## Action item
Reproduce the entries shown below only from the line with "use crate::scoring::HorizonEndRule;" down to the line with "the idle selector.", keeping both end lines and copying each one exactly.

[[ Information shown open ]]

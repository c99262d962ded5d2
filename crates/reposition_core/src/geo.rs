use serde::{Deserialize, Serialize};

const EARTH_RADIUS_M: f64 = 6_371_000.0;

/// WGS84 coordinate in degrees.
#[derive(Debug, Clone, Copy, PartialEq, Default, Serialize, Deserialize)]
pub struct Coord {
    pub lat: f64,
    pub lng: f64,
}

impl Coord {
    pub fn new(lat: f64, lng: f64) -> Self {
        Self { lat, lng }
    }

    /// Great-circle (haversine) distance in meters.
    pub fn distance_m(&self, other: &Coord) -> f64 {
        let (lat1, lon1) = (self.lat.to_radians(), self.lng.to_radians());
        let (lat2, lon2) = (other.lat.to_radians(), other.lng.to_radians());
        let dlat = lat2 - lat1;
        let dlon = lon2 - lon1;
        let sin_dlat = (dlat * 0.5).sin();
        let sin_dlon = (dlon * 0.5).sin();
        let h = sin_dlat * sin_dlat + lat1.cos() * lat2.cos() * sin_dlon * sin_dlon;
        let c = 2.0 * h.sqrt().atan2((1.0 - h).sqrt());
        EARTH_RADIUS_M * c
    }
}

impl From<h3o::LatLng> for Coord {
    fn from(value: h3o::LatLng) -> Self {
        Self {
            lat: value.lat(),
            lng: value.lng(),
        }
    }
}
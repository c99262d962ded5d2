use bevy_ecs::prelude::Resource;
use serde::{Deserialize, Serialize};

use crate::scoring::HorizonEndRule;

/// Default search radius around a vehicle group's region: 5 km.
const DEFAULT_RADIUS_M: f64 = 5_000.0;

/// Default look-ahead window: 30 minutes.
const DEFAULT_HORIZON_SECS: u64 = 30 * 60;

/// Default per-cycle bound on idle vehicles considered for repositioning.
const DEFAULT_MAX_IDLE_CANDIDATES: usize = 20;

/// Repositioning decision parameters, shared by the assigner and the idle selector.
#[derive(Debug, Clone, Copy, PartialEq, Resource, Serialize, Deserialize)]
#[serde(default)]
pub struct RepositioningConfig {
    /// Radius (meters) around a group's region centroid searched for destinations.
    pub radius_m: f64,
    /// Length of the demand look-ahead window in seconds.
    pub horizon_secs: u64,
    /// How the horizon's last bin is derived from tick and duration.
    pub horizon_end_rule: HorizonEndRule,
    /// Maximum idle vehicles selected per decision cycle.
    pub max_idle_candidates: usize,
}

impl Default for RepositioningConfig {
    fn default() -> Self {
        Self {
            radius_m: DEFAULT_RADIUS_M,
            horizon_secs: DEFAULT_HORIZON_SECS,
            horizon_end_rule: HorizonEndRule::default(),
            max_idle_candidates: DEFAULT_MAX_IDLE_CANDIDATES,
        }
    }
}

impl RepositioningConfig {
    pub fn with_radius_m(mut self, radius_m: f64) -> Self {
        self.radius_m = radius_m;
        self
    }

    pub fn with_horizon_secs(mut self, horizon_secs: u64) -> Self {
        self.horizon_secs = horizon_secs;
        self
    }

    pub fn with_horizon_end_rule(mut self, rule: HorizonEndRule) -> Self {
        self.horizon_end_rule = rule;
        self
    }

    pub fn with_max_idle_candidates(mut self, max_idle_candidates: usize) -> Self {
        self.max_idle_candidates = max_idle_candidates;
        self
    }
}
//! Test helpers for common test setup and utilities.
//!
//! This module provides shared fixtures to reduce duplication across test files.

use std::sync::Once;

use crate::geo::Coord;
use crate::spatial::{Region, TazIndex};
use crate::stats::{DemandStatisticsStore, StatsEntry, TimeBinConfig};

/// A standard H3 cell (resolution 10) used by H3-backed tests.
pub const TEST_CELL: u64 = 0x8a1fb46622dffff;

/// Spacing in degrees of longitude between zones of [`test_zone_row`] (~1.1 km at the equator).
pub const ZONE_SPACING_DEG: f64 = 0.01;

/// Install a `tracing` subscriber once, honouring `RUST_LOG`.
pub fn init_tracing() {
    static INIT: Once = Once::new();
    INIT.call_once(|| {
        let _ = tracing_subscriber::fmt()
            .with_env_filter(tracing_subscriber::EnvFilter::from_default_env())
            .with_test_writer()
            .try_init();
    });
}

/// Centroid of zone `i` of [`test_zone_row`].
pub fn zone_centroid(i: usize) -> Coord {
    Coord::new(0.0, i as f64 * ZONE_SPACING_DEG)
}

/// `count` zones named `Z0`, `Z1`, ... laid out on the equator, west to east.
pub fn test_zone_row(count: usize) -> TazIndex {
    TazIndex::new((0..count).map(|i| Region::new(format!("Z{i}"), zone_centroid(i), 1.0e6)))
}

/// Time bin configuration with `bins` bins of ten minutes.
pub fn ten_minute_bins(bins: usize) -> TimeBinConfig {
    TimeBinConfig::new(600, bins).expect("test bin config should be valid")
}

/// Slots holding only waiting-time sums; `None` marks an absent bin.
pub fn waiting_slots(values: &[Option<f64>]) -> Vec<Option<StatsEntry>> {
    values
        .iter()
        .map(|value| value.map(StatsEntry::with_waiting_time))
        .collect()
}

/// Store built from `(region, waiting-time slots)` pairs.
///
/// # Panics
///
/// Panics if a region's slot count differs from `config`.
pub fn store_from_waiting(
    config: TimeBinConfig,
    regions: &[(&str, &[Option<f64>])],
) -> DemandStatisticsStore {
    DemandStatisticsStore::from_regions(
        config,
        regions
            .iter()
            .map(|(id, values)| (id.to_string(), waiting_slots(values))),
    )
    .expect("test store should match its bin config")
}

#[cfg(test)]
mod tests {
    use super::*;
    use crate::spatial::SpatialIndex;

    #[test]
    fn zone_row_resolves_centroids_to_their_zone() {
        let index = test_zone_row(4);
        for i in 0..4 {
            assert_eq!(index.region_containing(zone_centroid(i)), Some(format!("Z{i}")));
        }
    }

    #[test]
    fn store_from_waiting_keeps_absent_bins() {
        let store = store_from_waiting(ten_minute_bins(2), &[("R1", &[Some(3.0), None])]);
        assert_eq!(store.lookup("R1", 0).map(|e| e.sum_of_waiting_times), Some(3.0));
        assert!(store.lookup("R1", 1).is_none());
    }
}
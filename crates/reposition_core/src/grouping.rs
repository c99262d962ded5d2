use std::collections::BTreeMap;

use serde::{Deserialize, Serialize};

use crate::geo::Coord;
use crate::spatial::{RegionId, SpatialIndex};

pub type VehicleId = String;

/// Where a vehicle is at the start of a decision cycle.
#[derive(Debug, Clone, PartialEq, Serialize, Deserialize)]
pub struct VehicleLocation {
    pub id: VehicleId,
    pub coord: Coord,
}

impl VehicleLocation {
    pub fn new(id: impl Into<VehicleId>, coord: Coord) -> Self {
        Self {
            id: id.into(),
            coord,
        }
    }
}

/// Partition vehicles by the region containing them.
///
/// Groups are keyed in region-id order and keep the input order of their vehicles.
/// Vehicles outside the index's coverage are left out.
pub fn group_by_region<S>(
    index: &S,
    vehicles: &[VehicleLocation],
) -> BTreeMap<RegionId, Vec<VehicleId>>
where
    S: SpatialIndex + ?Sized,
{
    let mut groups: BTreeMap<RegionId, Vec<VehicleId>> = BTreeMap::new();
    for vehicle in vehicles {
        match index.region_containing(vehicle.coord) {
            Some(region) => groups.entry(region).or_default().push(vehicle.id.clone()),
            None => {
                tracing::warn!(
                    vehicle = %vehicle.id,
                    lat = vehicle.coord.lat,
                    lng = vehicle.coord.lng,
                    "vehicle outside spatial index coverage"
                );
            }
        }
    }
    groups
}
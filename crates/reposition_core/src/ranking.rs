use std::cmp::Ordering;

/// A candidate paired with its score while it is being ranked.
#[derive(Debug, Clone, PartialEq)]
pub struct ScoredCandidate<T> {
    pub candidate: T,
    pub score: f64,
}

impl<T> ScoredCandidate<T> {
    pub fn new(candidate: T, score: f64) -> Self {
        Self { candidate, score }
    }
}

/// Descending by score; NaN sorts after every number.
fn by_score_desc(a: f64, b: f64) -> Ordering {
    match (a.is_nan(), b.is_nan()) {
        (true, true) => Ordering::Equal,
        (true, false) => Ordering::Greater,
        (false, true) => Ordering::Less,
        (false, false) => b.partial_cmp(&a).unwrap_or(Ordering::Equal),
    }
}

/// Sort by `(score desc, key asc)` and keep the first `n`.
pub fn rank_top_n<T, F>(
    mut candidates: Vec<ScoredCandidate<T>>,
    n: usize,
    key: F,
) -> Vec<ScoredCandidate<T>>
where
    F: Fn(&T) -> &str,
{
    let nan_scores = candidates.iter().filter(|c| c.score.is_nan()).count();
    if nan_scores > 0 {
        tracing::warn!(nan_scores, "NaN scores ranked last");
    }
    candidates.sort_by(|a, b| {
        by_score_desc(a.score, b.score).then_with(|| key(&a.candidate).cmp(key(&b.candidate)))
    });
    candidates.truncate(n);
    candidates
}
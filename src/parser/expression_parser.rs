//! Expression Parser
//!
//! Precedence climbing over the ordered table in `types::BINARY_PRECEDENCE`.
//!
//! Binding strength, loosest to tightest:
//!   binary operators (table order, all left-associative)
//!   unary prefix: not & + -   (applied once, no chaining)
//!   postfix: .name  [index]  .name(args)  ->name(args)  name(args)
//!   primary: literals, variables, expansions, ( expr )

use crate::ast::types::{
    ArgumentListNode, BooleanLiteralNode, CharLiteralNode, DictEntryNode, DictKeyNode,
    DictLiteralNode, EggexLiteralNode, ExpressionNode, IdentifierNode, ListLiteralNode,
    LiteralListNode, LiteralNode, MethodDispatch, NamedArgumentNode, NullLiteralNode,
    NumberLiteralNode, Radix, Span, UnaryOperator, AST,
};
use crate::parser::errors::{LexError, SyntaxError};
use crate::parser::lexer::{LexMode, Token, TokenType};
use crate::parser::parser::Parser;
use crate::parser::types::{binary_operator, is_reserved_word, is_word_piece_token, precedence};

const EXPR: LexMode = LexMode::Expression;

impl<'a> Parser<'a> {
    /// Parse a full expression
    pub fn parse_expression(&mut self) -> Result<ExpressionNode, SyntaxError> {
        self.nested(|p| p.parse_binary(1))
    }

    /// Parse operators at `min_level` or tighter
    fn parse_binary(&mut self, min_level: usize) -> Result<ExpressionNode, SyntaxError> {
        let mut left = self.parse_unary()?;
        loop {
            let Some(op) = binary_operator(self.peek_type(EXPR)) else {
                break;
            };
            let level = precedence(op);
            if level < min_level {
                break;
            }
            self.advance(EXPR);
            // Left-associative: the right operand only takes tighter operators
            let right = self.parse_binary(level + 1)?;
            left = AST::binary(op, left, right);
        }
        Ok(left)
    }

    fn parse_unary(&mut self) -> Result<ExpressionNode, SyntaxError> {
        let operator = match self.peek_type(EXPR) {
            TokenType::Not => UnaryOperator::Not,
            TokenType::Amp => UnaryOperator::Reference,
            TokenType::Plus => UnaryOperator::Plus,
            TokenType::Minus => UnaryOperator::Negate,
            _ => return self.parse_postfix(),
        };
        let token = self.advance(EXPR);
        let operand = self.parse_postfix()?;
        Ok(AST::unary(operator, operand, token.start))
    }

    fn parse_postfix(&mut self) -> Result<ExpressionNode, SyntaxError> {
        let mut expr = self.parse_primary()?;
        loop {
            match self.peek_type(EXPR) {
                TokenType::Dot => {
                    self.advance(EXPR);
                    let member = self.parse_member_name()?;
                    if self.peek_type(EXPR) == TokenType::LParen {
                        let arguments = self.parse_argument_list()?;
                        expr = AST::method_call(expr, MethodDispatch::Dot, member, arguments);
                    } else {
                        expr = AST::member(expr, member);
                    }
                }
                TokenType::Arrow => {
                    self.advance(EXPR);
                    let method = self.parse_member_name()?;
                    if self.peek_type(EXPR) != TokenType::LParen {
                        return Err(self.unexpected(EXPR, "`(` after method name"));
                    }
                    let arguments = self.parse_argument_list()?;
                    expr = AST::method_call(expr, MethodDispatch::Arrow, method, arguments);
                }
                TokenType::LBracket => {
                    let open = self.advance(EXPR);
                    let index = self.bracketed(|p| {
                        let index = p.parse_expression()?;
                        p.expect_closing(EXPR, TokenType::RBracket, open.span())?;
                        Ok(index)
                    })?;
                    expr = AST::index(expr, index, self.last_end());
                }
                TokenType::LParen => {
                    let ExpressionNode::Variable(variable) = &expr else {
                        break;
                    };
                    let name = AST::identifier(variable.name.clone(), variable.span);
                    let arguments = self.parse_argument_list()?;
                    expr = AST::function_call(name, arguments);
                }
                _ => break,
            }
        }
        Ok(expr)
    }

    /// Name after `.` or `->`. Reserved words and keywords are allowed here.
    pub(crate) fn parse_member_name(&mut self) -> Result<IdentifierNode, SyntaxError> {
        let token = self.peek(EXPR);
        match token.token_type {
            TokenType::Identifier
            | TokenType::And
            | TokenType::Or
            | TokenType::Not
            | TokenType::True
            | TokenType::False
            | TokenType::Null => {
                self.advance(EXPR);
                Ok(AST::identifier(token.value.clone(), token.span()))
            }
            _ => Err(SyntaxError::UnexpectedToken {
                found: token.describe(),
                expected: "member name".to_string(),
                span: token.span(),
            }),
        }
    }

    fn parse_primary(&mut self) -> Result<ExpressionNode, SyntaxError> {
        let token = self.peek(EXPR);
        let span = token.span();
        match token.token_type {
            TokenType::Number => {
                self.advance(EXPR);
                Ok(ExpressionNode::Literal(LiteralNode::Number(number_literal(&token))))
            }
            TokenType::True | TokenType::False => {
                self.advance(EXPR);
                Ok(ExpressionNode::Literal(LiteralNode::Boolean(BooleanLiteralNode {
                    value: token.token_type == TokenType::True,
                    span,
                })))
            }
            TokenType::Null => {
                self.advance(EXPR);
                Ok(ExpressionNode::Literal(LiteralNode::Null(NullLiteralNode { span })))
            }
            TokenType::StringStart(variant, triple) => {
                self.advance(EXPR);
                let literal = self.parse_string_body(variant, triple, span);
                Ok(ExpressionNode::Literal(LiteralNode::String(literal)))
            }
            TokenType::CharLiteral => {
                self.advance(EXPR);
                Ok(ExpressionNode::Literal(LiteralNode::Char(CharLiteralNode {
                    raw: token.value.clone(),
                    span,
                })))
            }
            TokenType::Identifier => {
                if is_reserved_word(&token.value) {
                    return Err(SyntaxError::ReservedWordAsIdentifier {
                        word: token.value,
                        span,
                    });
                }
                self.advance(EXPR);
                Ok(AST::variable(token.value, span))
            }
            TokenType::LParen => {
                let open = self.advance(EXPR);
                self.bracketed(|p| {
                    let inner = p.parse_expression()?;
                    p.expect_closing(EXPR, TokenType::RParen, open.span())?;
                    Ok(inner)
                })
            }
            TokenType::LBracket => self.parse_list_literal(),
            TokenType::LBrace => self.parse_dict_literal(),
            TokenType::Slash => self.parse_eggex_literal(),
            TokenType::ColonPipe => self.parse_literal_list(),
            TokenType::DollarName
            | TokenType::DollarBrace
            | TokenType::DollarBracket
            | TokenType::DollarParen
            | TokenType::AtName
            | TokenType::AtBracket
            | TokenType::AtParen
            | TokenType::CaretBracket
            | TokenType::CaretParen => {
                let opener = self.advance(EXPR);
                let expansion = self.parse_expansion(opener)?;
                Ok(ExpressionNode::Expansion(Box::new(expansion)))
            }
            _ => Err(SyntaxError::ExpectedExpression {
                found: token.describe(),
                span,
            }),
        }
    }

    /// [a, b, c]
    fn parse_list_literal(&mut self) -> Result<ExpressionNode, SyntaxError> {
        let open = self.advance(EXPR);
        let elements = self.bracketed(|p| {
            let mut elements = Vec::new();
            while p.peek_type(EXPR) != TokenType::RBracket {
                elements.push(p.parse_expression()?);
                if p.peek_type(EXPR) != TokenType::Comma {
                    break;
                }
                p.advance(EXPR);
            }
            p.expect_closing(EXPR, TokenType::RBracket, open.span())?;
            Ok(elements)
        })?;
        Ok(ExpressionNode::Literal(LiteralNode::List(ListLiteralNode {
            elements,
            span: Span::new(open.start, self.last_end()),
        })))
    }

    /// {name: v, 'key': v, [expr]: v}
    fn parse_dict_literal(&mut self) -> Result<ExpressionNode, SyntaxError> {
        let open = self.advance(EXPR);
        let entries = self.bracketed(|p| {
            let mut entries = Vec::new();
            while p.peek_type(EXPR) != TokenType::RBrace {
                entries.push(p.parse_dict_entry()?);
                if p.peek_type(EXPR) != TokenType::Comma {
                    break;
                }
                p.advance(EXPR);
            }
            p.expect_closing(EXPR, TokenType::RBrace, open.span())?;
            Ok(entries)
        })?;
        Ok(ExpressionNode::Literal(LiteralNode::Dict(DictLiteralNode {
            entries,
            span: Span::new(open.start, self.last_end()),
        })))
    }

    fn parse_dict_entry(&mut self) -> Result<DictEntryNode, SyntaxError> {
        let token = self.peek(EXPR);
        let key = match token.token_type {
            TokenType::StringStart(variant, triple) => {
                self.advance(EXPR);
                DictKeyNode::String(self.parse_string_body(variant, triple, token.span()))
            }
            TokenType::LBracket => {
                let open = self.advance(EXPR);
                let key = self.parse_expression()?;
                self.expect_closing(EXPR, TokenType::RBracket, open.span())?;
                DictKeyNode::Expression(key)
            }
            _ => DictKeyNode::Name(self.parse_member_name()?),
        };
        self.expect(EXPR, TokenType::Colon, "`:` after dict key")?;
        let value = self.parse_expression()?;
        Ok(DictEntryNode {
            key,
            span: Span::new(token.start, value.span().end),
            value,
        })
    }

    /// / pattern /
    fn parse_eggex_literal(&mut self) -> Result<ExpressionNode, SyntaxError> {
        let open = self.advance(EXPR);
        let eggex = self.read_eggex(open.span());
        Ok(ExpressionNode::Literal(LiteralNode::Eggex(eggex)))
    }

    /// Read an eggex body after its opening slash has been consumed
    pub(crate) fn read_eggex(&mut self, open: Span) -> EggexLiteralNode {
        match self.raw(|lexer| lexer.read_eggex_body(open)) {
            Ok((pattern, end)) => EggexLiteralNode {
                pattern,
                span: Span::new(open.start, end),
            },
            Err(error) => {
                self.report(error);
                let end = self.last_end();
                let pattern = self
                    .source()
                    .get(open.end..end)
                    .unwrap_or_default()
                    .trim()
                    .to_string();
                EggexLiteralNode {
                    pattern,
                    span: Span::new(open.start, end),
                }
            }
        }
    }

    /// :| word word |
    fn parse_literal_list(&mut self) -> Result<ExpressionNode, SyntaxError> {
        let open = self.advance(EXPR);
        let mut words = Vec::new();
        loop {
            let token = self.peek(LexMode::Command);
            match token.token_type {
                TokenType::Pipe => {
                    self.advance(LexMode::Command);
                    break;
                }
                TokenType::Newline => {
                    self.advance(LexMode::Command);
                }
                TokenType::Eof => {
                    self.report(LexError::UnterminatedLiteralList { span: open.span() });
                    break;
                }
                t if is_word_piece_token(t) => words.push(self.parse_word()?),
                _ => return Err(self.unexpected(LexMode::Command, "word or `|`")),
            }
        }
        Ok(ExpressionNode::Literal(LiteralNode::LiteralList(LiteralListNode {
            words,
            span: Span::new(open.start, self.last_end()),
        })))
    }

    /// (a, b; name=value), shared by function calls, method calls and
    /// command call-style arguments
    pub(crate) fn parse_argument_list(&mut self) -> Result<ArgumentListNode, SyntaxError> {
        let open = self.expect(EXPR, TokenType::LParen, "`(`")?;
        let (positional, named) = self.bracketed(|p| {
            let mut positional = Vec::new();
            let mut named = Vec::new();
            while !matches!(p.peek_type(EXPR), TokenType::RParen | TokenType::Semicolon) {
                positional.push(p.parse_expression()?);
                if p.peek_type(EXPR) != TokenType::Comma {
                    break;
                }
                p.advance(EXPR);
            }
            if p.peek_type(EXPR) == TokenType::Semicolon {
                p.advance(EXPR);
                while p.peek_type(EXPR) != TokenType::RParen {
                    let name = p.parse_binding_name()?;
                    p.expect(EXPR, TokenType::Assign, "`=` after argument name")?;
                    let value = p.parse_expression()?;
                    named.push(NamedArgumentNode {
                        span: Span::new(name.span.start, value.span().end),
                        name,
                        value,
                    });
                    if p.peek_type(EXPR) != TokenType::Comma {
                        break;
                    }
                    p.advance(EXPR);
                }
            }
            p.expect_closing(EXPR, TokenType::RParen, open.span())?;
            Ok((positional, named))
        })?;
        Ok(ArgumentListNode {
            positional,
            named,
            span: Span::new(open.start, self.last_end()),
        })
    }
}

[[ Information shown closed ]]

## Answer to this exercise
use crate::scoring::HorizonEndRule;

/// Default search radius around a vehicle group's region: 5 km.
const DEFAULT_RADIUS_M: f64 = 5_000.0;

/// Default look-ahead window: 30 minutes.
const DEFAULT_HORIZON_SECS: u64 = 30 * 60;

/// Default per-cycle bound on idle vehicles considered for repositioning.
const DEFAULT_MAX_IDLE_CANDIDATES: usize = 20;

/// Repositioning decision parameters, shared by the assigner and the idle selector.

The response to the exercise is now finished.